HashSet: a collection without duplicates

A simple HashSet creates a collection of unordered items without duplicates.

This example
var hashSet = new HashSet<string>(); hashSet.Add("Turin"); hashSet.Add("Naples"); hashSet.Add("Rome"); hashSet.Add("Bari"); hashSet.Add("Rome"); hashSet.Add("Turin"); var resultHashSet = string.Join(',', hashSet); Console.WriteLine(resultHashSet);
prints this string: Turin,Naples,Rome,Bari. The order of the inserted items is maintained.

SortedSet: a sorted collection without duplicates

To sort those items, we have two approaches.

You can simply sort the collection once you’ve finished adding items:
var hashSet = new HashSet<string>(); hashSet.Add("Turin"); hashSet.Add("Naples"); hashSet.Add("Rome"); hashSet.Add("Bari"); hashSet.Add("Rome"); hashSet.Add("Turin"); var items = hashSet.ToList<string>().OrderBy(s => s); var resultHashSet = string.Join(',', items); Console.WriteLine(resultHashSet);
Or, even better, use the right data structure: a SortedSet<T>
var sortedSet = new SortedSet<string>(); sortedSet.Add("Turin"); sortedSet.Add("Naples"); sortedSet.Add("Rome"); sortedSet.Add("Bari"); sortedSet.Add("Rome"); sortedSet.Add("Turin"); var resultSortedSet = string.Join(',', sortedSet); Console.WriteLine(resultSortedSet);
Both results print Bari,Naples,Rome,Turin. But the second approach does not require you to sort a whole list: it is more efficient, both talking about time and memory.

Use custom sorting rules

What if we wanted to use a SortedSet with a custom object, like User?
public class User { public string FirstName { get; set; } public string LastName { get; set; } public User(string firstName, string lastName) { FirstName = firstName; LastName = lastName; } }
Of course, we can do that:
var set = new SortedSet<User>(); set.Add(new User("Davide", "Bellone")); set.Add(new User("Scott", "Hanselman")); set.Add(new User("Safia", "Abdalla")); set.Add(new User("David", "Fowler")); set.Add(new User("Maria", "Naggaga")); set.Add(new User("Davide", "Bellone"));//DUPLICATE! foreach (var user in set) { Console.WriteLine($"{user.LastName} {user.FirstName}"); }
But, we will get an error: our class doesn’t know how to compare things!

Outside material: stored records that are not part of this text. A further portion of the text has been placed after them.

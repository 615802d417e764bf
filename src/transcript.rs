//! Append-only conversation log with subscriber notification

use serde::{Deserialize, Serialize};
use tokio::sync::mpsc;
use log::trace;

#[derive(Debug, Clone, Copy, PartialEq, Eq, Serialize, Deserialize)]
pub enum Speaker
{   User
  , Ai
  , Error
}

#[derive(Debug, Clone, PartialEq, Eq, Serialize, Deserialize)]
pub struct TranscriptEntry
{   pub speaker: Speaker
  , pub content: String
  , #[serde(default, skip_serializing_if = "Option::is_none")]
    pub image_url: Option<String>
}

impl TranscriptEntry
{   pub fn user(content: impl Into<String>) -> Self
    {   TranscriptEntry
        {   speaker: Speaker::User
          , content: content.into()
          , image_url: None
        }
    }

    pub fn ai(content: impl Into<String>) -> Self
    {   TranscriptEntry
        {   speaker: Speaker::Ai
          , content: content.into()
          , image_url: None
        }
    }

    pub fn image(url: impl Into<String>) -> Self
    {   TranscriptEntry
        {   speaker: Speaker::Ai
          , content: String::new()
          , image_url: Some(url.into())
        }
    }

    pub fn error(content: impl Into<String>) -> Self
    {   TranscriptEntry
        {   speaker: Speaker::Error
          , content: content.into()
          , image_url: None
        }
    }
}

#[derive(Debug, Default)]
pub struct Transcript
{   entries: Vec<TranscriptEntry>
  , subscribers: Vec<mpsc::UnboundedSender<TranscriptEntry>>
}

impl Transcript
{   pub fn new() -> Self
    {   Self::default()
    }

    /// Append and notify every live subscriber
    pub fn push(&mut self, entry: TranscriptEntry)
    {   trace!("Transcript {:?}: {}", entry.speaker, entry.content);
        self.subscribers
          .retain(|tx| tx.send(entry.clone()).is_ok());
        self.entries.push(entry);
    }

    /// Receive every entry appended from now on
    pub fn subscribe(&mut self)
      -> mpsc::UnboundedReceiver<TranscriptEntry>
    {   let (tx, rx) = mpsc::unbounded_channel();
        self.subscribers.push(tx);
        rx
    }

    pub fn entries(&self) -> &[TranscriptEntry]
    {   &self.entries
    }

    pub fn len(&self) -> usize
    {   self.entries.len()
    }

    pub fn is_empty(&self) -> bool
    {   self.entries.is_empty()
    }

    /// Drop all entries; subscribers stay attached
    pub fn clear(&mut self)
    {   self.entries.clear();
    }
}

That’s why we must update our User class so that it implements the IComparable interface:
public class User : IComparable { public string FirstName { get; set; } public string LastName { get; set; } public User(string firstName, string lastName) { FirstName = firstName; LastName = lastName; } public int CompareTo(object obj) { var other = (User)obj; var lastNameComparison = LastName.CompareTo(other.LastName); return (lastNameComparison != 0) ? lastNameComparison : (FirstName.CompareTo(other.FirstName)); } }
In this way, everything works as expected:
Abdalla Safia Bellone Davide Fowler David Hanselman Scott Naggaga Maria
Notice that the second Davide Bellone has disappeared since it was a duplicate.

This article first appeared on Code4IT

Wrapping up

Choosing the right data type is crucial for building robust and performant applications.

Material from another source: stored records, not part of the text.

use std::path::PathBuf;

use clap::Parser;
use log::{error, info};

use openai_actions::{
  ChatCompletion, ChatMessage, ClientConfig, CreateImage, CreateImageEdit,
  CreateImageVariation, CreateTranscription, CreateTranslation,
  EditCompletion, Embeddings, Moderation, OpenAiClient, Pipeline,
  PipelineStep, Speaker, TextCompletion,
};

/// Run the full action sequence against the OpenAI API and print the
/// resulting transcript. The key is read from OPENAI_API_KEY.
#[derive(Debug, Parser)]
#[command(name = "openai-actions", version)]
struct Cli
{   /// PNG used for image edit and variation steps
    #[arg(long)]
    image: Option<PathBuf>
  , /// Audio clip used for transcription and translation steps
    #[arg(long)]
    audio: Option<PathBuf>
  , /// Print available models and exit
    #[arg(long)]
    list_models: bool
}

#[tokio::main]
async fn main()
{   env_logger::init();
    let cli = Cli::parse();

    if let Err(e) = run(cli).await
    {   error!("{}", e);
        eprintln!("error: {}", e);
        std::process::exit(1);
    }
}

async fn run(cli: Cli) -> Result<(), openai_actions::Error>
{   let client = OpenAiClient::new(ClientConfig::from_env()?)?;

    if cli.list_models
    {   let mut rx = client.list_models()?;
        if let Some(result) = rx.recv().await
        {   for model in result?.data
            {   println!("{}", model.id);
            }
        }
        return client.shutdown().await;
    }

    let mut pipeline = Pipeline::new(&client);
    pipeline.push(PipelineStep::new(TextCompletion::new(
      "Hello chat gpt! what is the meaning of life?"
    )));
    pipeline.push(PipelineStep::new(ChatCompletion::new(vec![
      ChatMessage::user("What is the update with your weekly PR review")
    ])));
    pipeline.push(PipelineStep::new(EditCompletion::new(
      "What day of the wek is it?",
      "Fix the spelling mistakes"
    )));
    pipeline.push(PipelineStep::new(Embeddings::new(
      "Hello chat gpt! what is the meaning of life?"
    )));
    pipeline.push(PipelineStep::new(CreateImage::new(
      "A cute baby sea otter"
    )));
    pipeline.push(PipelineStep::new(Moderation::new(
      "I want to kill them."
    )));
    if let Some(image) = &cli.image
    {   pipeline.push(PipelineStep::new(
          CreateImageEdit::new(image, "A cute cat sitting on a white table")
            .with_mask(image)
        ));
        pipeline.push(PipelineStep::new(CreateImageVariation::new(image)));
    }
    if let Some(audio) = &cli.audio
    {   pipeline.push(PipelineStep::new(CreateTranscription::new(audio)));
        pipeline.push(PipelineStep::new(CreateTranslation::new(audio)));
    }

    info!("Running {} queued actions", pipeline.remaining());
    let mut entries = pipeline.transcript_mut().subscribe();
    let printer = tokio::spawn(async move {
      while let Some(entry) = entries.recv().await
      {   let tag = match entry.speaker
          {   Speaker::User => "you"
            , Speaker::Ai => "ai"
            , Speaker::Error => "error"
          };
          match entry.image_url
          {   Some(url) => println!("[{}] <image> {}", tag, url)
            , None => println!("[{}] {}", tag, entry.content.trim())
          }
      }
    });

    pipeline.run().await;
    drop(pipeline);
    let _ = printer.await;

    client.shutdown().await
}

In this article, we’ve used a SortedSet to insert items in a collection and expect them to be sorted and without duplicates.

I’ve never used it in a project. So, how did I know that? I just explored the libraries I was using!

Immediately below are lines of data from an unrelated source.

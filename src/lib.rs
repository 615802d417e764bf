//! Typed action dispatch over the OpenAI HTTP API.
//!
//! Callers describe one remote operation as an [`action::Action`], hand it
//! to an [`OpenAiClient`] and receive exactly one typed `Result` on the
//! action's reply channel. A [`Pipeline`] runs queued actions one at a time
//! and chains plain-text results into follow-up prompts.

pub mod error;
pub mod config;
pub mod action;
pub mod response;
pub mod providers;
pub mod client;
pub mod transcript;
pub mod pipeline;

pub use action::{
  Action, ChatCompletion, ChatMessage, CreateImage, CreateImageEdit,
  CreateImageVariation, CreateTranscription, CreateTranslation,
  EditCompletion, Embeddings, ImageSize, Moderation, Operation,
  TextCompletion,
};
pub use client::OpenAiClient;
pub use config::ClientConfig;
pub use error::Error;
pub use pipeline::{Pipeline, PipelineState, PipelineStep};
pub use response::{StepOutput, ToStepOutput};
pub use transcript::{Speaker, Transcript, TranscriptEntry};

/// CLIENT API INTERFACE:

// ===== Reply =====

pub type Reply<T> = Result<T, crate::error::Error>;
pub type ReplySender<T>
  = tokio::sync::mpsc::UnboundedSender<Reply<T>>;
pub type ReplyReceiver<T>
  = tokio::sync::mpsc::UnboundedReceiver<Reply<T>>;

// ===== ListModels =====

pub type ListModelsReply = Reply<crate::response::ModelList>;

pub struct ListModelsArgs
{   pub reply: ReplySender<crate::response::ModelList>
}

// ===== Shutdown =====

pub type ShutdownReply = Reply<()>;

pub struct ShutdownArgs
{   pub reply: ReplySender<()>
}

// ===== ClientHand (sender side) =====

#[derive(Debug)]
pub struct ClientHand
{   pub dispatch_tx
      : tokio::sync::mpsc::UnboundedSender<Action>
  , pub list_models_tx
      : tokio::sync::mpsc::UnboundedSender<ListModelsArgs>
  , pub shutdown_tx
      : tokio::sync::mpsc::UnboundedSender<ShutdownArgs>
}

// ===== ClientFoot (receiver side) =====

pub struct ClientFoot
{   pub dispatch_rx
      : tokio::sync::mpsc::UnboundedReceiver<Action>
  , pub list_models_rx
      : tokio::sync::mpsc::UnboundedReceiver<ListModelsArgs>
  , pub shutdown_rx
      : tokio::sync::mpsc::UnboundedReceiver<ShutdownArgs>
}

From time to time, spend some minutes reading the documentation, have a glimpse of the most common libraries, and so on: you’ll find lots of stuff that you’ve never thought existed!

Toy with your code! Explore it. Be curious.

And have fun!

🐧
Source link
سپتامبر 11, 2025
Access items from the end of the array using the ^ operator | Code4IT
Just a second! 🫷
If you are here, it means that you are a software developer.
So, you know that storage, networking, and domain management have a cost .

If you want to support this blog, please ensure that you have disabled the adblocker for this site.
I configured Google AdSense to show as few ADS as possible – I don’t want to bother you with lots of ads, but I still need to add some to pay for the resources for my site.

Thank you for your understanding.
– Davide

Say that you have an array of N items and you need to access an element counting from the end of the collection.

Usually, we tend to use the Length property of the array, and then subtract the number corresponding to the position we want to reach:
string[] values = { "alfa", "bravo", "charlie", "delta", "echo", "foxtrot", "golf" }; var echo = values[values.Length - 3];
As you can see, we are accessing the same variable twice in a row: values[values.Length - 3].

We can simplify that specific line of code by using the ^ operator:
string[] values = { "alfa", "bravo", "charlie", "delta", "echo", "foxtrot", "golf" }; var echo = values[^3];
Yes, that’s just syntactic sugar, but it can help make your code more readable. In fact, if you have a look at the IL code generated by both examples, they are perfectly identical. IL is quite difficult to read and understand, but you can acknowledge that both syntaxes are equivalent by looking at the decompiled C# code:

Performance is not affected by this operator, so it’s just a matter of readability.

Clearly, you still have to take care of array bounds – if you access values[^55] you’ll get an IndexOutOfRangeException.

Pay attention that the position is 1-based!
string[] values = { "alfa", "bravo", "charlie", "delta", "echo", "foxtrot", "golf" }; Console.WriteLine(values[^1]); //golf Console.WriteLine(values[^0]); //IndexOutOfRangeException
Further readings

Using ^ is a nice trick that many C# developers don’t know. There are some special characters that can help us but are often not used. Like the @ operator!

🔗 C# Tip: use the @ prefix when a name is reserved

This article first appeared on Code4IT 🐧

Wrapping up

In this article, we’ve learned that just using the right syntax can make our code much more readable.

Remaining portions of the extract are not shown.